We make our way upstairs and into a huge bedroom overlooking the rear of the house.

From above, the vegetable plots look like an orderly patchwork quilt, stretching away into the green meadow. I can see a little terrace down below and a tiny private garden belonging to the house, all clematis and tangled roses.

“It’s a beautiful place,” I say, leaning on the windowsill. “I love it.”

Standing here, looking out at the view, I feel like London is on another planet. Carter Spink and Arnold and all of them suddenly seem part of another life.

But even as I’m gazing out at the restful country scene, I can’t relax. All it would take is one phone call to the right person.“..

If I had some proof…

Anything…

My mind starts turning over the facts again, like a bird turning over empty snail shells. I’m going to drive myself crazy like this.

“What I was wondering is…”

Suddenly I become aware that Nathaniel is speaking. In fact I think he could have been speaking for a while―and I haven’t heard a word. I hastily turn round, to see him facing me. His cheeks are flushed and he has an unfamiliar awkwardness about him. It looks like whatever he’s been saying has required some effort.

“… do you feel the same way, Samantha?”

He coughs, and breaks off into an expectant silence.

I stare back at him dumbly. Do I feel the same way about what?

Oh, shit. Bollocks. The man I’m secretly falling in love with just made a romantic speech to me―probably the only one I’ll get in my whole life―and I wasn’t listening? I missed it?

I want to shoot myself for being so rubbish.

And now he’s waiting for me to reply. What am I going to do? He’s just spilled his heart to me. I can’t say, “Sorry, I didn’t quite catch that.”

“Um…” I push my hair back, playing for time. “Well… you’ve given me quite a lot to think about.”

“But do you agree?”

OK, this is Nathaniel. I’m sure I agree with it, whatever it is.

“Yes.” I give him the most sincere look I can muster. “Yes, I agree. Wholeheartedly.

In fact… I’ve often thought so myself.”

Nathaniel is scrutinizing me. “You agree,” he says, as though to make sure. “With everything?”

“Er…yes!” I’m starting to feel a bit nervous now. What have I agreed to?

“Even about the chimpanzees?”

“The chimpanzees‘?” I suddenly see Nathaniel’s mouth twitching. He’s on to me.

“You didn’t listen to a word I was saying, did you?” he says, in matter-of-fact tones.
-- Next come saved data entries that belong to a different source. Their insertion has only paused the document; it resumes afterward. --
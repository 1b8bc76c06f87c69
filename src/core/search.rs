//! Substring search over the goal hierarchy with upward propagation
//!
//! An OKR matches when its own text matches or when any descendant does, so
//! a hit deep in the tree keeps its whole ancestor chain visible.

use std::collections::{HashMap, HashSet};

use crate::core::hierarchy::HierarchyIndex;
use crate::entities::Okr;

/// Case-insensitive match against objective, key result metric names, area and owner
pub fn matches_directly(okr: &Okr, query: &str) -> bool {
    let needle = query.to_lowercase();
    let hit = |text: &str| text.to_lowercase().contains(&needle);

    hit(&okr.objective)
        || okr.key_results.iter().any(|kr| hit(&kr.metric_name))
        || okr.area.as_deref().is_some_and(hit)
        || okr.owner.as_deref().is_some_and(hit)
}

/// Whether `okr` or any of its descendants matches `query`
pub fn matches(okr: &Okr, all: &[Okr], query: &str) -> bool {
    SearchIndex::new(all, query).matches(&okr.id)
}

/// Memoized search over one snapshot of the hierarchy
pub struct SearchIndex<'a> {
    index: HierarchyIndex<'a>,
    query: String,
    memo: HashMap<&'a str, bool>,
}

impl<'a> SearchIndex<'a> {
    pub fn new(all: &'a [Okr], query: &str) -> Self {
        Self {
            index: HierarchyIndex::new(all),
            query: query.to_string(),
            memo: HashMap::new(),
        }
    }

    pub fn hierarchy(&self) -> &HierarchyIndex<'a> {
        &self.index
    }

    /// Direct match, or a match anywhere below `id`
    pub fn matches(&mut self, id: &str) -> bool {
        let Some(start) = self.index.get(id) else {
            return false;
        };
        if let Some(&known) = self.memo.get(start.id.as_str()) {
            return known;
        }

        // Iterative DFS; each subtree node is evaluated at most once
        let mut visited: HashSet<&str> = HashSet::new();
        let mut stack: Vec<&'a Okr> = vec![start];
        let mut found = false;
        while let Some(node) = stack.pop() {
            if !visited.insert(node.id.as_str()) {
                continue;
            }
            if let Some(&known) = self.memo.get(node.id.as_str()) {
                if known {
                    found = true;
                    break;
                }
                continue;
            }
            if matches_directly(node, &self.query) {
                self.memo.insert(node.id.as_str(), true);
                found = true;
                break;
            }
            stack.extend(self.index.children(&node.id).iter().copied());
        }

        self.memo.insert(start.id.as_str(), found);
        found
    }

    /// Ids of every OKR that matches, in hierarchy order
    pub fn matching_ids(&mut self) -> Vec<String> {
        let ids: Vec<&'a str> = self
            .index
            .flatten()
            .into_iter()
            .map(|(_, okr)| okr.id.as_str())
            .collect();
        ids.into_iter()
            .filter(|id| self.matches(id))
            .map(str::to_string)
            .collect()
    }
}

/// OKRs that should render expanded: every match plus its direct children,
/// unioned with what the user expanded by hand. An empty query forces nothing.
pub fn expanded_ids(all: &[Okr], query: &str, manual: &HashSet<String>) -> HashSet<String> {
    let mut expanded = manual.clone();
    if query.trim().is_empty() {
        return expanded;
    }

    let mut search = SearchIndex::new(all, query);
    for okr in all {
        if search.matches(&okr.id) {
            expanded.insert(okr.id.clone());
            for child in search.hierarchy().children(&okr.id) {
                expanded.insert(child.id.clone());
            }
        }
    }
    expanded
}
“I didn’t realize you were saying something important!” I wail, hanging my head.

“You should have warned me!”

Nathaniel looks at me incredulously. “That took some nerve, you know, saying all that.”
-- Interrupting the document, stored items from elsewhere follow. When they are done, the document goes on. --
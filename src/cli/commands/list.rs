//! `okr list` command - OKRs as a table or an indented tree

use miette::{IntoDiagnostic, Result};
use std::collections::HashSet;

use crate::cli::helpers::{effective_format, open_session};
use crate::cli::table::{CellValue, ColumnDef, TableFormatter, TableRow};
use crate::cli::{GlobalOpts, OutputFormat};
use crate::core::progress::okr_progress;
use crate::core::search::{expanded_ids, SearchIndex};
use crate::core::{HierarchyIndex, Status};
use crate::entities::{checklist_score, Okr};

#[derive(clap::Args, Debug)]
pub struct ListArgs {
    /// Indent area OKRs under their parents
    #[arg(long, short = 't')]
    pub tree: bool,

    /// Only OKRs matching this text (objective, key result, area or owner)
    #[arg(long, short = 's')]
    pub search: Option<String>,

    /// Filter by area (case-insensitive)
    #[arg(long, short = 'a')]
    pub area: Option<String>,

    /// Filter by owner (substring, case-insensitive)
    #[arg(long, short = 'o')]
    pub owner: Option<String>,

    /// Filter by status (on-track, progressing, off-track)
    #[arg(long)]
    pub status: Option<Status>,

    /// Only global OKRs
    #[arg(long)]
    pub roots: bool,
}

/// Columns shared by every OKR table
pub const OKR_COLUMNS: &[ColumnDef] = &[
    ColumnDef::new("okr", "OKR", 10),
    ColumnDef::new("objective", "OBJECTIVE", 48),
    ColumnDef::new("area", "AREA", 16),
    ColumnDef::new("owner", "OWNER", 18),
    ColumnDef::new("status", "STATUS", 12),
    ColumnDef::new("progress", "PROGRESS", 9),
    ColumnDef::new("krs", "KRS", 4),
    ColumnDef::new("quality", "QUALITY", 8),
];

pub fn run(args: ListArgs, global: &GlobalOpts) -> Result<()> {
    let session = open_session(global)?;
    let okrs = session.coordinator.okrs();
    let query = args.search.as_deref().unwrap_or("");

    let rows: Vec<(usize, &Okr)> = if args.tree {
        visible_tree(okrs, query)
    } else {
        let mut search = SearchIndex::new(okrs, query);
        okrs.iter()
            .filter(|okr| query.trim().is_empty() || search.matches(&okr.id))
            .map(|okr| (0, okr))
            .collect()
    };
    let rows: Vec<(usize, &Okr)> = rows
        .into_iter()
        .filter(|(_, okr)| keep(&args, okr))
        .collect();

    let format = match effective_format(global, &session.config) {
        OutputFormat::Auto => OutputFormat::Tsv,
        f => f,
    };
    print_okrs(&rows, format)
}

/// Rows for `--tree`: roots that match (or have a matching descendant), and
/// below them only children of expanded nodes. No query shows everything.
pub fn visible_tree<'a>(okrs: &'a [Okr], query: &str) -> Vec<(usize, &'a Okr)> {
    let flat = HierarchyIndex::new(okrs).flatten();
    if query.trim().is_empty() {
        return flat;
    }

    let expanded = expanded_ids(okrs, query, &HashSet::new());
    let mut search = SearchIndex::new(okrs, query);
    let mut shown: HashSet<&str> = HashSet::new();
    let mut out = Vec::new();
    for (depth, okr) in flat {
        let visible = match okr.parent_id.as_deref() {
            Some(parent) if depth > 0 => shown.contains(parent) && expanded.contains(parent),
            _ => search.matches(&okr.id),
        };
        if visible {
            shown.insert(okr.id.as_str());
            out.push((depth, okr));
        }
    }
    out
}

fn keep(args: &ListArgs, okr: &Okr) -> bool {
    if args.roots && !okr.is_root() {
        return false;
    }
    if let Some(area) = &args.area {
        if !okr.area.as_deref().is_some_and(|a| a.eq_ignore_ascii_case(area)) {
            return false;
        }
    }
    if let Some(owner) = &args.owner {
        let needle = owner.to_lowercase();
        if !okr
            .owner
            .as_deref()
            .is_some_and(|o| o.to_lowercase().contains(&needle))
        {
            return false;
        }
    }
    if let Some(status) = args.status {
        if okr.status != Some(status) {
            return false;
        }
    }
    true
}

/// Render OKRs with their tree depth in any output format
pub fn print_okrs(rows: &[(usize, &Okr)], format: OutputFormat) -> Result<()> {
    match format {
        OutputFormat::Json => {
            let okrs: Vec<&Okr> = rows.iter().map(|(_, okr)| *okr).collect();
            println!("{}", serde_json::to_string_pretty(&okrs).into_diagnostic()?);
            Ok(())
        }
        OutputFormat::Yaml => {
            let okrs: Vec<&Okr> = rows.iter().map(|(_, okr)| *okr).collect();
            print!("{}", serde_yml::to_string(&okrs).into_diagnostic()?);
            Ok(())
        }
        _ => TableFormatter::new(OKR_COLUMNS, "OKR")
            .output(rows.iter().map(|(depth, okr)| okr_row(okr, *depth)), format),
    }
}

pub fn okr_row(okr: &Okr, depth: usize) -> TableRow {
    let (checked, total) = checklist_score(&okr.quality_checklist);
    let objective = if depth == 0 {
        okr.objective.clone()
    } else {
        format!("{}└ {}", "  ".repeat(depth - 1), okr.objective)
    };

    TableRow::new(okr.id.clone())
        .cell("okr", CellValue::text(okr.display_id.as_deref().unwrap_or("-")))
        .cell("objective", CellValue::Text(objective))
        .cell("area", CellValue::optional(okr.area.as_deref()))
        .cell("owner", CellValue::optional(okr.owner.as_deref()))
        .cell("status", CellValue::Status(okr.status))
        .cell("progress", CellValue::Progress(okr_progress(okr)))
        .cell("krs", CellValue::Number(okr.key_results.len() as i64))
        .cell("quality", CellValue::Quality(checked, total))
}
“Say it again,” I beg. “Say it all again! I’ll listen!”

“Uh-uh.” He laughs, shaking his head. “Maybe one day.”

“I’m sorry, Nathaniel. Really I am.” I turn away to press my head against the window glass. “I was just… distracted.”

“I know.” He comes over and puts his arms around me, over my own. I can feel his steady heartbeat against me, calming me down.“Samantha, what’s up? It’s your old relationship, isn’t it?”

“Yup,” I mutter after a pause.

“Why won’t you tell me about it? I could help.”

I turn round to face him. The sun is glowing in his eyes and on his burnished face.

He’s never looked more handsome.

I know I can’t hide my past forever. I could tell Nathaniel the whole story, right here, right now. But at the same time, I know that the minute I tell him who I was, he’ll look at me differently. Everything will change between us. I won’t be Samantha anymore. I’ll be a lawyer.

And it’s all so perfect as it is. I can’t bear to rock the boat just yet.

“I don’t want to bring that world into this one,” I say at last. “I just don’t.” Nathaniel opens his mouth again, but I turn away before he can speak. I stare out at the idyllic view, blinking against the rays of the sun, my mind in total turmoil.

Maybe I should just give up on the whole nightmare. Forget about it. Let it go. The chances are I’ll never be able to prove anything. Arnold has all the power; I have none. The chances are if I try to stir things up again all I’ll get is more humiliation and disgrace.

I could so easily do nothing. I could just put it from my mind, as I’ve tried to do all this time. Close the door on my old life and leave it behind forever. I have a job. I have Nathaniel. I have a possible future here.

But even as I’m thinking it―I know that’s not what I’m going to do. I can’t forget about it. I can’t let go.